Ils avaient fini la bouteille de rouge en se remémorant quelques souvenirs, dont le fameux été à la plage.

– Heureusement que t’étais là, je commençais à plus supporter ces longues semaines à m’ennuyer toute seule. Et oui oui bien sûr, je me souviens des surfeurs.
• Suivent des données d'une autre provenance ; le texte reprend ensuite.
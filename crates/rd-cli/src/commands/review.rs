//! `review [--uncommitted|--commit <sha>|--base <ref>] [--prompt <p>]`
//! (spec §6): combining `--prompt` with `--uncommitted`/`--base` forces
//! app-server mode with `sandbox=read-only`.

use rd_client::dto::CreateRunRequest;
use rd_core::model::{ReviewDelivery, ReviewDescriptor, ReviewMode, RunKind};

use crate::cli::{CommonOpts, OutputFormat, ReviewArgs};
use crate::commands::{attach, connect};
use crate::output::print_value;

pub async fn run(common: &CommonOpts, args: ReviewArgs, format: OutputFormat) -> rd_core::Result<()> {
    let (client, _target, cwd) = connect(common).await?;

    let forces_appserver = args.prompt.is_some() && (args.uncommitted || args.base.is_some());
    let mode = if forces_appserver { ReviewMode::Appserver } else { ReviewMode::Exec };

    let review = ReviewDescriptor {
        uncommitted: args.uncommitted,
        base_ref: args.base,
        commit_id: args.commit,
        title: args.title,
        extra_options: Vec::new(),
        mode,
        delivery: if args.detach { ReviewDelivery::Detached } else { ReviewDelivery::Inline },
    };

    let mut request =
        CreateRunRequest::new(cwd.to_string_lossy().to_string(), args.prompt.unwrap_or_default(), RunKind::Review);
    request.review = Some(review);
    if forces_appserver {
        request.sandbox = Some("read-only".to_string());
    }

    let created = client.create_run(&request).await?;
    print_value(format, || format!("created review run {}", created.run_id), &created);

    if !args.detach {
        attach(&client, created.run_id, format).await?;
    }
    Ok(())
}
use axum::extract::State;
use axum::http::StatusCode;

use crate::state::AppState;

/// `POST /v1/shutdown` (spec §4.1): asks the daemon to exit gracefully.
/// Actually stopping the listener happens in `lib::serve`'s shutdown
/// future, which this just signals via the watch channel it holds.
pub async fn shutdown(State(state): State<AppState>) -> StatusCode {
    state.request_shutdown();
    StatusCode::ACCEPTED
}
//! Best-effort repair of text that was UTF-8 encoded, then mis-decoded once
//! as a single-byte codepage, then re-encoded as UTF-8 — the classic
//! "mojibake" double-decode (spec §4.4 rule 7). Repair is idempotent: running
//! it twice gives the same result as running it once, and strings with no
//! trigger characters pass through unchanged.

/// CP1252's upper range: 0xA0-0xFF is identical to Latin-1; 0x80-0x9F holds
/// the codepage's own punctuation/currency specials (smart quotes, dashes).
const CP1252_SPECIALS: [char; 32] = [
    '\u{20AC}', '\u{0081}', '\u{201A}', '\u{0192}', '\u{201E}', '\u{2026}', '\u{2020}', '\u{2021}',
    '\u{02C6}', '\u{2030}', '\u{0160}', '\u{2039}', '\u{0152}', '\u{008D}', '\u{017D}', '\u{008F}',
    '\u{0090}', '\u{2018}', '\u{2019}', '\u{201C}', '\u{201D}', '\u{2022}', '\u{2013}', '\u{2014}',
    '\u{02DC}', '\u{2122}', '\u{0161}', '\u{203A}', '\u{0153}', '\u{009D}', '\u{017E}', '\u{0178}',
];

const CP437_UPPER: [char; 128] = [
    'Ç', 'ü', 'é', 'â', 'ä', 'à', 'å', 'ç', 'ê', 'ë', 'è', 'ï', 'î', 'ì', 'Ä', 'Å',
    'É', 'æ', 'Æ', 'ô', 'ö', 'ò', 'û', 'ù', 'ÿ', 'Ö', 'Ü', '¢', '£', '¥', '₧', 'ƒ',
    'á', 'í', 'ó', 'ú', 'ñ', 'Ñ', 'ª', 'º', '¿', '⌐', '¬', '½', '¼', '¡', '«', '»',
    '░', '▒', '▓', '│', '┤', '╡', '╢', '╖', '╕', '╣', '║', '╗', '╝', '╜', '╛', '┐',
    '└', '┴', '┬', '├', '─', '┼', '╞', '╟', '╚', '╔', '╩', '╦', '╠', '═', '╬', '╧',
    '╨', '╤', '╥', '╙', '╘', '╒', '╓', '╫', '╪', '┘', '┌', '█', '▄', '▌', '▐', '▀',
    'α', 'ß', 'Γ', 'π', 'Σ', 'σ', 'µ', 'τ', 'Φ', 'Θ', 'Ω', 'δ', '∞', 'φ', 'ε', '∩',
    '≡', '±', '≥', '≤', '⌠', '⌡', '÷', '≈', '°', '∙', '·', '√', 'ⁿ', '²', '■', '\u{00A0}',
];

const CP850_UPPER: [char; 128] = [
    'Ç', 'ü', 'é', 'â', 'ä', 'à', 'å', 'ç', 'ê', 'ë', 'è', 'ï', 'î', 'ì', 'Ä', 'Å',
    'É', 'æ', 'Æ', 'ô', 'ö', 'ò', 'û', 'ù', 'ÿ', 'Ö', 'Ü', 'ø', '£', 'Ø', '×', 'ƒ',
    'á', 'í', 'ó', 'ú', 'ñ', 'Ñ', 'ª', 'º', '¿', '®', '¬', '½', '¼', '¡', '«', '»',
    '░', '▒', '▓', '│', '┤', 'Á', 'Â', 'À', '©', '╣', '║', '╗', '╝', '¢', '¥', '┐',
    '└', '┴', '┬', '├', '─', '┼', 'ã', 'Ã', '╚', '╔', '╩', '╦', '╠', '═', '╬', '¤',
    'ð', 'Ð', 'Ê', 'Ë', 'È', 'ı', 'Í', 'Î', 'Ï', '┘', '┌', '█', '▄', '¦', 'Ì', '▀',
    'Ó', 'ß', 'Ô', 'Ò', 'õ', 'Õ', 'µ', 'þ', 'Þ', 'Ú', 'Û', 'Ù', 'ý', 'Ý', '¯', '´',
    '\u{00AD}', '±', '‗', '¾', '¶', '§', '÷', '¸', '°', '¨', '·', '¹', '³', '²', '■', '\u{00A0}',
];

enum Codepage {
    Cp437,
    Cp850,
    Cp1252,
}

fn char_to_byte(c: char, page: &Codepage) -> Option<u8> {
    if (c as u32) < 0x80 {
        return Some(c as u8);
    }
    let table: &[char; 128] = match page {
        Codepage::Cp437 => &CP437_UPPER,
        Codepage::Cp850 => &CP850_UPPER,
        Codepage::Cp1252 => {
            if (0xA0..=0xFF).contains(&(c as u32)) {
                return Some(c as u8);
            }
            // fall through to the 32-entry specials table below
            for (i, special) in CP1252_SPECIALS.iter().enumerate() {
                if *special == c {
                    return Some(0x80 + i as u8);
                }
            }
            return None;
        }
    };
    table.iter().position(|&t| t == c).map(|i| 0x80 + i as u8)
}

fn try_repair(text: &str, page: Codepage) -> Option<String> {
    let mut bytes = Vec::with_capacity(text.len());
    for c in text.chars() {
        bytes.push(char_to_byte(c, &page)?);
    }
    String::from_utf8(bytes).ok()
}

/// A string is only a repair candidate if it contains a non-ASCII char,
/// since pure ASCII can never be the product of this kind of mis-decode.
fn has_trigger_chars(text: &str) -> bool {
    text.chars().any(|c| (c as u32) >= 0x80)
}

/// Attempts CP1252, then CP850, then CP437 (the order a mixed corpus is
/// statistically most likely to need them in), keeping the first repair
/// that produces valid, non-identical UTF-8. Idempotent: a string with no
/// high-byte characters is returned unchanged, and repairing an already-
/// repaired string finds no further trigger characters.
pub fn repair(text: &str) -> String {
    if !has_trigger_chars(text) {
        return text.to_string();
    }
    for page in [Codepage::Cp1252, Codepage::Cp850, Codepage::Cp437] {
        if let Some(repaired) = try_repair(text, page) {
            if repaired != text && !repaired.is_empty() {
                return repaired;
            }
        }
    }
    text.to_string()
}

#[cfg(test)]
mod tests {
    use super::*;

    #[test]
    fn ascii_text_passes_through_unchanged() {
        assert_eq!(repair("hello world"), "hello world");
    }

    #[test]
    fn repairs_cp1252_double_decoded_smart_quote() {
        // "’" (U+2019) UTF-8 bytes 0xE2 0x80 0x99, each mis-decoded as a
        // CP1252 byte, then re-encoded as UTF-8, yields "â€™".
        let mojibake = "it\u{2019}s".chars().collect::<String>();
        let double_decoded = "it\u{00E2}\u{20AC}\u{2122}s";
        assert_eq!(repair(double_decoded), mojibake);
    }

    #[test]
    fn repair_is_idempotent() {
        let double_decoded = "it\u{00E2}\u{20AC}\u{2122}s";
        let once = repair(double_decoded);
        let twice = repair(&once);
        assert_eq!(once, twice);
    }

    #[test]
    fn repairs_cp437_accented_letter() {
        // "é" (U+00E9) UTF-8 bytes 0xC3 0xA9. Decoding each byte as CP437
        // (not CP1252 or CP850, which don't cover these two codepoints the
        // same way) yields box-drawing/math glyphs '├' and '⌐'.
        let original = "caf\u{00E9}";
        let mis_decoded_as_cp437 = "caf\u{251C}\u{2310}";
        assert_eq!(repair(mis_decoded_as_cp437), original);
    }
}
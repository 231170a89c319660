//! Opaque 128-bit identifiers used throughout the runner.

use std::fmt;
use std::str::FromStr;

use serde::{Deserialize, Serialize};
use uuid::Uuid;

/// A run identifier. Immutable once a run is created (spec.md §3).
#[derive(Debug, Clone, Copy, PartialEq, Eq, Hash, Serialize, Deserialize)]
#[serde(transparent)]
pub struct RunId(Uuid);

impl RunId {
    pub fn new() -> Self {
        Self(Uuid::new_v4())
    }

    pub fn as_uuid(&self) -> Uuid {
        self.0
    }
}

impl Default for RunId {
    fn default() -> Self {
        Self::new()
    }
}

impl fmt::Display for RunId {
    fn fmt(&self, f: &mut fmt::Formatter<'_>) -> fmt::Result {
        write!(f, "{}", self.0)
    }
}

impl FromStr for RunId {
    type Err = uuid::Error;

    fn from_str(s: &str) -> Result<Self, Self::Err> {
        Ok(Self(Uuid::parse_str(s)?))
    }
}

/// A runner-instance identifier, persisted in `identity.json` (spec.md §3).
#[derive(Debug, Clone, Copy, PartialEq, Eq, Serialize, Deserialize)]
#[serde(transparent)]
pub struct RunnerId(Uuid);

impl RunnerId {
    pub fn new() -> Self {
        Self(Uuid::new_v4())
    }
}

impl Default for RunnerId {
    fn default() -> Self {
        Self::new()
    }
}

impl fmt::Display for RunnerId {
    fn fmt(&self, f: &mut fmt::Formatter<'_>) -> fmt::Result {
        write!(f, "{}", self.0)
    }
}

impl FromStr for RunnerId {
    type Err = uuid::Error;

    fn from_str(s: &str) -> Result<Self, Self::Err> {
        Ok(Self(Uuid::parse_str(s)?))
    }
}
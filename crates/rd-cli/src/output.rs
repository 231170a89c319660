//! Rendering for `--output-format human|json|jsonl` (spec §6, §7). Errors and
//! single values go through `print_value`/`print_error`; streaming commands
//! (`exec`, `review`, `run attach`) use `print_stream_value` per event.

use serde::Serialize;

use crate::cli::OutputFormat;

/// `--json` is a deprecated alias for `--output-format json`; streaming
/// commands coerce it to `jsonl` since each event is printed as its own line.
pub fn resolve(format: OutputFormat, json_flag: bool, streaming: bool) -> OutputFormat {
    if json_flag && format == OutputFormat::Human {
        return if streaming { OutputFormat::Jsonl } else { OutputFormat::Json };
    }
    format
}

pub fn print_value<T: Serialize>(format: OutputFormat, human: impl FnOnce() -> String, value: &T) {
    match format {
        OutputFormat::Human => println!("{}", human()),
        OutputFormat::Json => {
            println!("{}", serde_json::to_string_pretty(value).expect("serializable value"));
        }
        OutputFormat::Jsonl => {
            println!("{}", serde_json::to_string(value).expect("serializable value"));
        }
    }
}

/// Streaming variant: every event is one compact line regardless of format,
/// since a pretty multi-line JSON blob per event would be unreadable to tail.
pub fn print_stream_value<T: Serialize>(format: OutputFormat, human: impl FnOnce() -> Option<String>, value: &T) {
    match format {
        OutputFormat::Human => {
            if let Some(line) = human() {
                println!("{line}");
            }
        }
        OutputFormat::Json | OutputFormat::Jsonl => {
            println!("{}", serde_json::to_string(value).expect("serializable value"));
        }
    }
}

#[derive(Debug, Serialize)]
struct ErrorPayload<'a> {
    error: &'a str,
    message: &'a str,
    #[serde(skip_serializing_if = "Option::is_none")]
    details: Option<&'a serde_json::Value>,
}

/// Renders a terminal-facing error per `--output-format` (spec §7): a single
/// colorized line on stderr for humans, a structured object on stderr for
/// machines. Does not decide the exit code; callers map errors to codes
/// themselves via `exit_code_for`.
pub fn print_error(format: OutputFormat, kind: &str, message: &str, details: Option<&serde_json::Value>) {
    match format {
        OutputFormat::Human => {
            let use_color = std::io::IsTerminal::is_terminal(&std::io::stderr());
            if use_color {
                eprintln!("\x1b[31merror:\x1b[0m {message}");
            } else {
                eprintln!("error: {message}");
            }
        }
        OutputFormat::Json | OutputFormat::Jsonl => {
            let payload = ErrorPayload { error: kind, message, details };
            eprintln!("{}", serde_json::to_string(&payload).expect("serializable error"));
        }
    }
}

/// Exit code mapping (spec §6): 0 success, 1 runtime failure, 2 invalid usage.
pub fn exit_code_for(kind: &str) -> i32 {
    match kind {
        "invalid_request" => 2,
        _ => 1,
    }
}

#[cfg(test)]
mod tests {
    use super::*;

    #[test]
    fn json_flag_is_a_noop_once_output_format_is_already_set_explicitly() {
        assert_eq!(resolve(OutputFormat::Json, true, false), OutputFormat::Json);
        assert_eq!(resolve(OutputFormat::Jsonl, true, true), OutputFormat::Jsonl);
    }

    #[test]
    fn json_flag_coerces_to_jsonl_for_streaming_commands_only() {
        assert_eq!(resolve(OutputFormat::Human, true, true), OutputFormat::Jsonl);
        assert_eq!(resolve(OutputFormat::Human, true, false), OutputFormat::Json);
    }

    #[test]
    fn no_json_flag_leaves_human_format_untouched() {
        assert_eq!(resolve(OutputFormat::Human, false, true), OutputFormat::Human);
    }

    #[test]
    fn invalid_request_maps_to_exit_code_two_everything_else_to_one() {
        assert_eq!(exit_code_for("invalid_request"), 2);
        assert_eq!(exit_code_for("not_found"), 1);
        assert_eq!(exit_code_for("exception"), 1);
    }
}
Xavier semblait s’émouvoir de la question qu’il était sur le point de poser.

– Ce soir-là… t’es sortie avec le type de la plage ? Le surfeur qui nous a abordés ?

– Ha mais tu te rappelles de lui ? Quelle mémoire ! Nan pas du tout, pas avec lui.

– Ah ok, et du coup avec un autre ? repris Xavier.

– Pourquoi ça t’intéresse tout à coup après tout ce temps ? demanda Lise avec une once de défi dans le ton.

– Oh non c’est rien, juste que le lendemain t’avais l’air pas très bien. En vérité je t’ai attendue rentr… entendue rentrer, pardon.

– Tu m’as attendue ?

– Non entendue ! et tu pleurais. Et j’ai jamais osé te demander ce qu’il s’était passé pasque… ben rien, c’est tout, j’ai pas osé.

– Quoi ? demanda Lise dans une rire étouffé. T’étais un peu amoureux ou quoi ?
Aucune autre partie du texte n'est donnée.